Figure 1.

Construction and characterization of orthogonal temperature-responsive biosensors. (A) Reversible thermal regulation based on CI⁸⁵⁷ that is sensitive to high temperature, and the output is a reporter GFP under the temperature-responsive promoter. Dimmer CI⁸⁵⁷ complex could bind to specific sequences OR when the temperature is low and block the binding of RNA polymerase to the promoter that is necessary for transcription initiation. When the temperature is high, the DNA-binding activity of CI⁸⁵⁷ is antagonized, and RNA polymerase can bind to the promoter initiating transcription. (B) Schematic diagram of hybrid promoters, which were constructed by integrating the CI⁸⁵⁷-binding site (OR₁ and OR₂) into different positions of promoter P_veg. The promoter core region ‘−35’, ‘−10’ and transcription initiation site ‘+1’ are annotated. (C) The activity of each hybrid promoter in strains with CI⁸⁵⁷ was tested at the different levels of temperature.

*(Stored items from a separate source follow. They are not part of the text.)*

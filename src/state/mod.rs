//! Client-side state derived from server responses.
//!
//! DESIGN
//! ======
//! Nothing here touches the DOM. `view` turns a `GameState` into the exact
//! values to display and `sequencer` decides which responses may render.

pub mod sequencer;
pub mod view;
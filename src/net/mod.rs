//! Networking modules for the click/upgrade HTTP round trip.
//!
//! SYSTEM CONTEXT
//! ==============
//! `api` issues the action requests and maps failures onto `ApiError`;
//! `types` defines the `GameState` payload the server returns.

pub mod api;
pub mod types;
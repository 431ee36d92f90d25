//! Request tickets and response ordering.
//!
//! Actions may overlap: a slow `/click` can resolve after a later
//! `/upgrade`. The policy decides whether the late response still renders.

#[cfg(test)]
#[path = "sequencer_test.rs"]
mod sequencer_test;

/// How overlapping responses are reconciled.
#[derive(Clone, Copy, Debug, Default, PartialEq, Eq)]
pub enum OrderingPolicy {
    /// Every successful response renders; whichever resolves last wins.
    #[default]
    LastWriteWins,
    /// A response renders only if no newer request has rendered yet.
    LatestRequest,
}

/// Sequence number issued to one request. Tickets start at 1.
#[derive(Clone, Copy, Debug, PartialEq, Eq, PartialOrd, Ord)]
pub struct Ticket(u64);

impl Ticket {
    #[must_use]
    pub fn seq(self) -> u64 {
        self.0
    }
}

#[derive(Clone, Debug, Default)]
pub struct RequestSequencer {
    policy: OrderingPolicy,
    issued: u64,
    rendered: Option<Ticket>,
}

impl RequestSequencer {
    #[must_use]
    pub fn new(policy: OrderingPolicy) -> Self {
        Self { policy, issued: 0, rendered: None }
    }

    #[must_use]
    pub fn policy(&self) -> OrderingPolicy {
        self.policy
    }

    /// Issue the ticket for a new request.
    pub fn issue(&mut self) -> Ticket {
        self.issued += 1;
        Ticket(self.issued)
    }

    /// Decide whether the response for `ticket` may render, and record it
    /// as rendered if so.
    pub fn accept(&mut self, ticket: Ticket) -> bool {
        let fresh = match (self.policy, self.rendered) {
            (OrderingPolicy::LastWriteWins, _) | (OrderingPolicy::LatestRequest, None) => true,
            (OrderingPolicy::LatestRequest, Some(last)) => ticket > last,
        };
        if fresh {
            self.rendered = Some(self.rendered.map_or(ticket, |last| last.max(ticket)));
        }
        fresh
    }

    /// Most recent ticket whose response rendered.
    #[must_use]
    pub fn last_rendered(&self) -> Option<Ticket> {
        self.rendered
    }
}
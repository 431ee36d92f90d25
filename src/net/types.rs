//! Wire schema for the game state returned by every action endpoint.
//!
//! DESIGN
//! ======
//! The server owns all game rules. The client only checks that a decoded
//! payload is displayable (finite, non-negative, positive click value)
//! before it reaches the render path.

#[cfg(test)]
#[path = "types_test.rs"]
mod types_test;

use serde::{Deserialize, Serialize};

/// Snapshot of the player's progress, as sent by `/click` and `/upgrade`.
#[derive(Clone, Debug, PartialEq, Serialize, Deserialize)]
pub struct GameState {
    /// Current experience points.
    pub xp: f64,
    /// Experience gained per click.
    pub click_value: f64,
    /// Experience required to buy the next upgrade.
    pub upgrade_cost: f64,
    /// Monster evolution stage; selects the image asset.
    pub stage: u32,
}

/// A decoded payload that violates the `GameState` invariants.
#[derive(Clone, Copy, Debug, PartialEq, Eq, thiserror::Error)]
pub enum InvalidState {
    #[error("{0} is not a finite number")]
    NonFinite(&'static str),
    #[error("{0} is negative")]
    Negative(&'static str),
    #[error("click_value must be positive")]
    NonPositiveClickValue,
}

impl GameState {
    /// Whether the player can afford the next upgrade.
    ///
    /// Equal XP is enough; only strictly less blocks the upgrade.
    #[must_use]
    pub fn can_upgrade(&self) -> bool {
        self.xp >= self.upgrade_cost
    }

    /// Check the numeric invariants of a freshly decoded state.
    ///
    /// # Errors
    ///
    /// Returns the first violated invariant, checking `xp`, `click_value`
    /// and `upgrade_cost` in that order.
    pub fn validate(&self) -> Result<(), InvalidState> {
        for (name, value) in [
            ("xp", self.xp),
            ("click_value", self.click_value),
            ("upgrade_cost", self.upgrade_cost),
        ] {
            if !value.is_finite() {
                return Err(InvalidState::NonFinite(name));
            }
        }
        if self.xp < 0.0 {
            return Err(InvalidState::Negative("xp"));
        }
        if self.click_value <= 0.0 {
            return Err(InvalidState::NonPositiveClickValue);
        }
        if self.upgrade_cost < 0.0 {
            return Err(InvalidState::Negative("upgrade_cost"));
        }
        Ok(())
    }
}
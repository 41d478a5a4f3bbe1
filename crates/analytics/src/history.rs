//! Summary statistics over a run of daily records
//!
//! Operates on already assembled [`MetricsRecord`]s; nothing is read from
//! storage here.

use crate::record::MetricsRecord;
use chrono::NaiveDate;
use serde::Serialize;
use std::collections::BTreeSet;

/// `rr25` statistics for one term-structure bucket
#[derive(Debug, Clone, PartialEq, Serialize)]
pub struct Rr25Summary {
    pub target_dte: u32,
    pub mean: Option<f64>,
    /// Sample standard deviation, undefined below two observations
    pub std: Option<f64>,
    pub min: Option<f64>,
    pub max: Option<f64>,
    /// Share of records with a defined value, in percent
    pub completeness_pct: f64,
}

#[derive(Debug, Clone, Default, PartialEq, Serialize)]
pub struct HistorySummary {
    pub start: Option<NaiveDate>,
    pub end: Option<NaiveDate>,
    pub records: usize,
    pub rr25: Vec<Rr25Summary>,
}

pub fn summarize_history(records: &[MetricsRecord]) -> HistorySummary {
    if records.is_empty() {
        return HistorySummary::default();
    }

    let targets: BTreeSet<u32> = records
        .iter()
        .flat_map(|r| r.term_structure.buckets.iter().map(|b| b.target_dte))
        .collect();

    let rr25 = targets
        .into_iter()
        .map(|target| {
            let values: Vec<f64> = records
                .iter()
                .filter_map(|r| r.term_structure.rr25(target))
                .collect();
            summarize_values(target, &values, records.len())
        })
        .collect();

    HistorySummary {
        start: records.iter().map(|r| r.date).min(),
        end: records.iter().map(|r| r.date).max(),
        records: records.len(),
        rr25,
    }
}

fn summarize_values(target_dte: u32, values: &[f64], total: usize) -> Rr25Summary {
    let n = values.len() as f64;
    let mean = (!values.is_empty()).then(|| values.iter().sum::<f64>() / n);
    let std = mean.filter(|_| values.len() >= 2).map(|m| {
        let var = values.iter().map(|v| (v - m).powi(2)).sum::<f64>() / (n - 1.0);
        var.sqrt()
    });

    Rr25Summary {
        target_dte,
        mean,
        std,
        min: values.iter().copied().reduce(f64::min),
        max: values.iter().copied().reduce(f64::max),
        completeness_pct: values.len() as f64 / total as f64 * 100.0,
    }
}
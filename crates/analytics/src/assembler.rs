//! Metrics assembly for one symbol and date
//!
//! Runs every calculator over a [`ChainSnapshot`] and merges the results
//! into one [`MetricsRecord`]. Each metric group is computed independently,
//! so a group that falls back to its neutral value never affects another.

use crate::diagnostics::Diagnostics;
use crate::exposure::ExposureCalculator;
use crate::gex::{GexBuilder, GexDistribution};
use crate::liquidity::LiquidityAnalyzer;
use crate::put_call::{merge_chain, PutCallAnalyzer};
use crate::realized_vol::RealizedVolCalculator;
use crate::record::{iv_hv_spread, MetricsRecord, SpotFields};
use crate::skew::SkewEngine;
use crate::term_structure::TermStructureEngine;
use common::ChainSnapshot;
use config::AnalyticsConfig;
use observability::EngineMetrics;
use serde::Serialize;
use tracing::{info, instrument};

/// Everything produced for one snapshot
#[derive(Debug, Clone, Serialize)]
pub struct AssembledMetrics {
    pub record: MetricsRecord,
    pub gex: GexDistribution,
    pub diagnostics: Diagnostics,
}

pub struct MetricsAssembler {
    config: AnalyticsConfig,
    metrics: EngineMetrics,
    exposure: ExposureCalculator,
    gex: GexBuilder,
    skew: SkewEngine,
    term_structure: TermStructureEngine,
    put_call: PutCallAnalyzer,
    liquidity: LiquidityAnalyzer,
    realized_vol: RealizedVolCalculator,
}

impl MetricsAssembler {
    pub fn new(config: AnalyticsConfig) -> Self {
        Self::with_metrics(config, EngineMetrics::new())
    }

    pub fn with_metrics(config: AnalyticsConfig, metrics: EngineMetrics) -> Self {
        let skew = SkewEngine::new(config.skew.clone());
        Self {
            exposure: ExposureCalculator::new(&config.engine),
            gex: GexBuilder::new(&config.engine),
            term_structure: TermStructureEngine::new(config.term_structure.clone(), skew.clone()),
            skew,
            put_call: PutCallAnalyzer::new(config.put_call.clone(), &config.engine),
            liquidity: LiquidityAnalyzer::new(config.liquidity.clone()),
            realized_vol: RealizedVolCalculator::new(config.realized_vol.clone()),
            config,
            metrics,
        }
    }

    pub fn config(&self) -> &AnalyticsConfig {
        &self.config
    }

    #[instrument(skip(self, snapshot), fields(symbol = %snapshot.symbol, date = %snapshot.date))]
    pub fn assemble(&self, snapshot: &ChainSnapshot) -> AssembledMetrics {
        let _timer = self.metrics.start_assembly();
        let mut diag = Diagnostics::new(self.metrics.clone());
        let spot = snapshot.spot.close;

        let mut record = MetricsRecord::new(
            snapshot.symbol.clone(),
            snapshot.date,
            SpotFields::from(&snapshot.spot),
        );
        record.expiration_count = snapshot.expiration_count();

        record.exposure =
            self.exposure
                .net_exposure(&snapshot.greeks, &snapshot.open_interest, spot, &mut diag);

        // global skew blends every expiration
        record.skew = self.skew.compute(&snapshot.greeks, &mut diag);
        record.term_structure = self.term_structure.compute(&snapshot.greeks, &mut diag);

        let merged = merge_chain(&snapshot.prices, &snapshot.greeks, &snapshot.open_interest);
        record.put_call = self.put_call.compute(&merged, &mut diag);

        let gex = self
            .gex
            .build(&snapshot.greeks, &snapshot.open_interest, spot, &mut diag);
        record.top_call_wall = gex.call_wall();
        record.top_put_wall = gex.put_wall();

        record.liquidity = self.liquidity.compute(&snapshot.prices, &mut diag);
        record.investable_contracts = self.liquidity.investable_contracts(&merged);

        record.realized_vol = self
            .realized_vol
            .latest(&snapshot.history, snapshot.date, &mut diag);
        record.iv_hv_spread = iv_hv_spread(
            record.skew.iv_atm,
            record.realized_vol.window(self.config.realized_vol.iv_spread_window),
        );

        info!(
            net_gamma_billions = record.exposure.net_gamma_billions,
            rr25 = ?record.skew.rr25,
            pc_volume = record.put_call.pc_volume,
            stress_index = record.liquidity.stress_index,
            strikes = gex.len(),
            dropped = diag.dropped.len(),
            neutral = diag.neutral.len(),
            "Metrics assembled"
        );

        AssembledMetrics {
            record,
            gex,
            diagnostics: diag,
        }
    }
}
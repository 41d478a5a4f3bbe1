//! Put/call ratios and sentiment
//!
//! Price rows are left-joined with Greeks and then with open interest, so
//! every traded contract counts even when its Greeks or OI are missing.
//! Denominators are floored at 1.

use crate::diagnostics::{stage, Diagnostics};
use crate::join::left_join;
use common::ContractRow;
use config::{EngineConfig, PutCallConfig};
use serde::Serialize;
use tracing::debug;

#[derive(Debug, Clone, Copy, Default, PartialEq, Eq, Serialize)]
#[serde(rename_all = "UPPERCASE")]
pub enum Sentiment {
    Bearish,
    Bullish,
    #[default]
    Neutral,
}

impl Sentiment {
    /// Classify a put/call volume ratio
    pub fn classify(pc_volume: f64, config: &PutCallConfig) -> Self {
        if pc_volume > config.bearish_above {
            Sentiment::Bearish
        } else if pc_volume < config.bullish_below {
            Sentiment::Bullish
        } else {
            Sentiment::Neutral
        }
    }
}

#[derive(Debug, Clone, Copy, Default, PartialEq, Serialize)]
pub struct PutCallRatios {
    pub pc_volume: f64,
    pub pc_oi: f64,
    /// Undefined when no row carries both a close and a volume
    pub pc_premium: Option<f64>,
    /// Undefined when no row carries both a delta and open interest
    pub pc_delta: Option<f64>,
    pub sentiment: Sentiment,
}

#[derive(Default)]
struct SideTotals {
    volume: f64,
    open_interest: f64,
    premium: f64,
    delta_oi: f64,
}

/// Merge prices with Greeks and open interest, keeping every price row
pub fn merge_chain(
    prices: &[ContractRow],
    greeks: &[ContractRow],
    open_interest: &[ContractRow],
) -> Vec<ContractRow> {
    let with_greeks = left_join(prices, greeks);
    left_join(&with_greeks.rows, open_interest).rows
}

pub struct PutCallAnalyzer {
    config: PutCallConfig,
    contract_multiplier: f64,
}

impl PutCallAnalyzer {
    pub fn new(config: PutCallConfig, engine: &EngineConfig) -> Self {
        Self {
            config,
            contract_multiplier: engine.contract_multiplier,
        }
    }

    /// Ratios over already merged price rows (see [`merge_chain`])
    pub fn compute(&self, merged: &[ContractRow], diag: &mut Diagnostics) -> PutCallRatios {
        if merged.is_empty() {
            diag.neutral(stage::PUT_CALL, "empty_input");
            return PutCallRatios::default();
        }

        let mut puts = SideTotals::default();
        let mut calls = SideTotals::default();
        let mut has_premium = false;
        let mut has_delta = false;

        for row in merged {
            let side = if row.is_put() { &mut puts } else { &mut calls };
            side.volume += row.volume.unwrap_or(0) as f64;
            side.open_interest += row.open_interest.unwrap_or(0) as f64;
            if let (Some(close), Some(volume)) = (row.close, row.volume) {
                side.premium += close * volume as f64 * self.contract_multiplier;
                has_premium = true;
            }
            if let (Some(delta), Some(oi)) = (row.delta, row.open_interest) {
                side.delta_oi += delta.abs() * oi as f64;
                has_delta = true;
            }
        }

        let pc_volume = floored_ratio(puts.volume, calls.volume);
        let ratios = PutCallRatios {
            pc_volume,
            pc_oi: floored_ratio(puts.open_interest, calls.open_interest),
            pc_premium: has_premium.then(|| floored_ratio(puts.premium, calls.premium)),
            pc_delta: has_delta.then(|| floored_ratio(puts.delta_oi, calls.delta_oi)),
            sentiment: Sentiment::classify(pc_volume, &self.config),
        };

        debug!(
            pc_volume = ratios.pc_volume,
            pc_oi = ratios.pc_oi,
            sentiment = ?ratios.sentiment,
            "Put/call ratios computed"
        );
        ratios
    }
}

fn floored_ratio(numerator: f64, denominator: f64) -> f64 {
    numerator / denominator.max(1.0)
}

#[cfg(test)]
mod tests {
    use super::*;
    use chrono::NaiveDate;
    use common::OptionRight;

    fn obs() -> NaiveDate {
        NaiveDate::from_ymd_opt(2025, 1, 27).unwrap()
    }

    fn exp() -> NaiveDate {
        NaiveDate::from_ymd_opt(2025, 2, 3).unwrap()
    }

    fn analyzer() -> PutCallAnalyzer {
        PutCallAnalyzer::new(PutCallConfig::default(), &EngineConfig::default())
    }

    #[test]
    fn test_sentiment_thresholds() {
        let cfg = PutCallConfig::default();
        assert_eq!(Sentiment::classify(1.8, &cfg), Sentiment::Bearish);
        assert_eq!(Sentiment::classify(0.5, &cfg), Sentiment::Bullish);
        assert_eq!(Sentiment::classify(1.0, &cfg), Sentiment::Neutral);
        assert_eq!(Sentiment::classify(1.5, &cfg), Sentiment::Neutral);
        assert_eq!(Sentiment::classify(0.7, &cfg), Sentiment::Neutral);
    }

    #[test]
    fn test_sentiment_serializes_upper_case() {
        assert_eq!(serde_json::to_string(&Sentiment::Bearish).unwrap(), "\"BEARISH\"");
    }

    #[test]
    fn test_ratios_over_merged_chain() {
        let prices = vec![
            ContractRow::new(100.0, OptionRight::Put, exp(), obs()).with_close(2.0).with_volume(300),
            ContractRow::new(100.0, OptionRight::Call, exp(), obs()).with_close(1.0).with_volume(200),
            ContractRow::new(110.0, OptionRight::Call, exp(), obs()).with_volume(0),
        ];
        let greeks = vec![
            ContractRow::new(100.0, OptionRight::Put, exp(), obs()).with_delta(-0.4),
            ContractRow::new(100.0, OptionRight::Call, exp(), obs()).with_delta(0.6),
        ];
        let oi = vec![
            ContractRow::new(100.0, OptionRight::Put, exp(), obs()).with_open_interest(500),
            ContractRow::new(100.0, OptionRight::Call, exp(), obs()).with_open_interest(250),
        ];

        let merged = merge_chain(&prices, &greeks, &oi);
        assert_eq!(merged.len(), 3);

        let mut diag = Diagnostics::default();
        let r = analyzer().compute(&merged, &mut diag);
        assert!((r.pc_volume - 1.5).abs() < 1e-12);
        assert!((r.pc_oi - 2.0).abs() < 1e-12);
        // 2.0 * 300 * 100 / (1.0 * 200 * 100)
        assert!((r.pc_premium.unwrap() - 3.0).abs() < 1e-12);
        // 0.4 * 500 / (0.6 * 250)
        assert!((r.pc_delta.unwrap() - 200.0 / 150.0).abs() < 1e-12);
        assert_eq!(r.sentiment, Sentiment::Neutral);
    }

    #[test]
    fn test_denominator_floor() {
        let prices = vec![ContractRow::new(100.0, OptionRight::Put, exp(), obs()).with_volume(5)];
        let mut diag = Diagnostics::default();
        let r = analyzer().compute(&prices, &mut diag);
        assert_eq!(r.pc_volume, 5.0);
        assert_eq!(r.pc_oi, 0.0);
        assert_eq!(r.pc_premium, None);
        assert_eq!(r.pc_delta, None);
        assert_eq!(r.sentiment, Sentiment::Bearish);
    }

    #[test]
    fn test_empty_prices() {
        let mut diag = Diagnostics::default();
        let r = analyzer().compute(&[], &mut diag);
        assert_eq!(r, PutCallRatios::default());
        assert_eq!(r.sentiment, Sentiment::Neutral);
        assert!(diag.has_neutral(stage::PUT_CALL, "empty_input"));
    }
}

The transition point was defined as the temperature at which the relative fluorescence intensity exceeds 150. (D) The fitting of temperature and the relative fluorescence intensity of promoter P_veg5. (E) The strength of hybrid promoter P_veg5 in strains with or without CI⁸⁵⁷, respectively. (F) The activity of temperature-responsive promoters with different transition points. GFP, green fluorescent protein; RNAP, RNA polymerase; OR, operator site. Data are presented as mean ± s.d. of three replicates.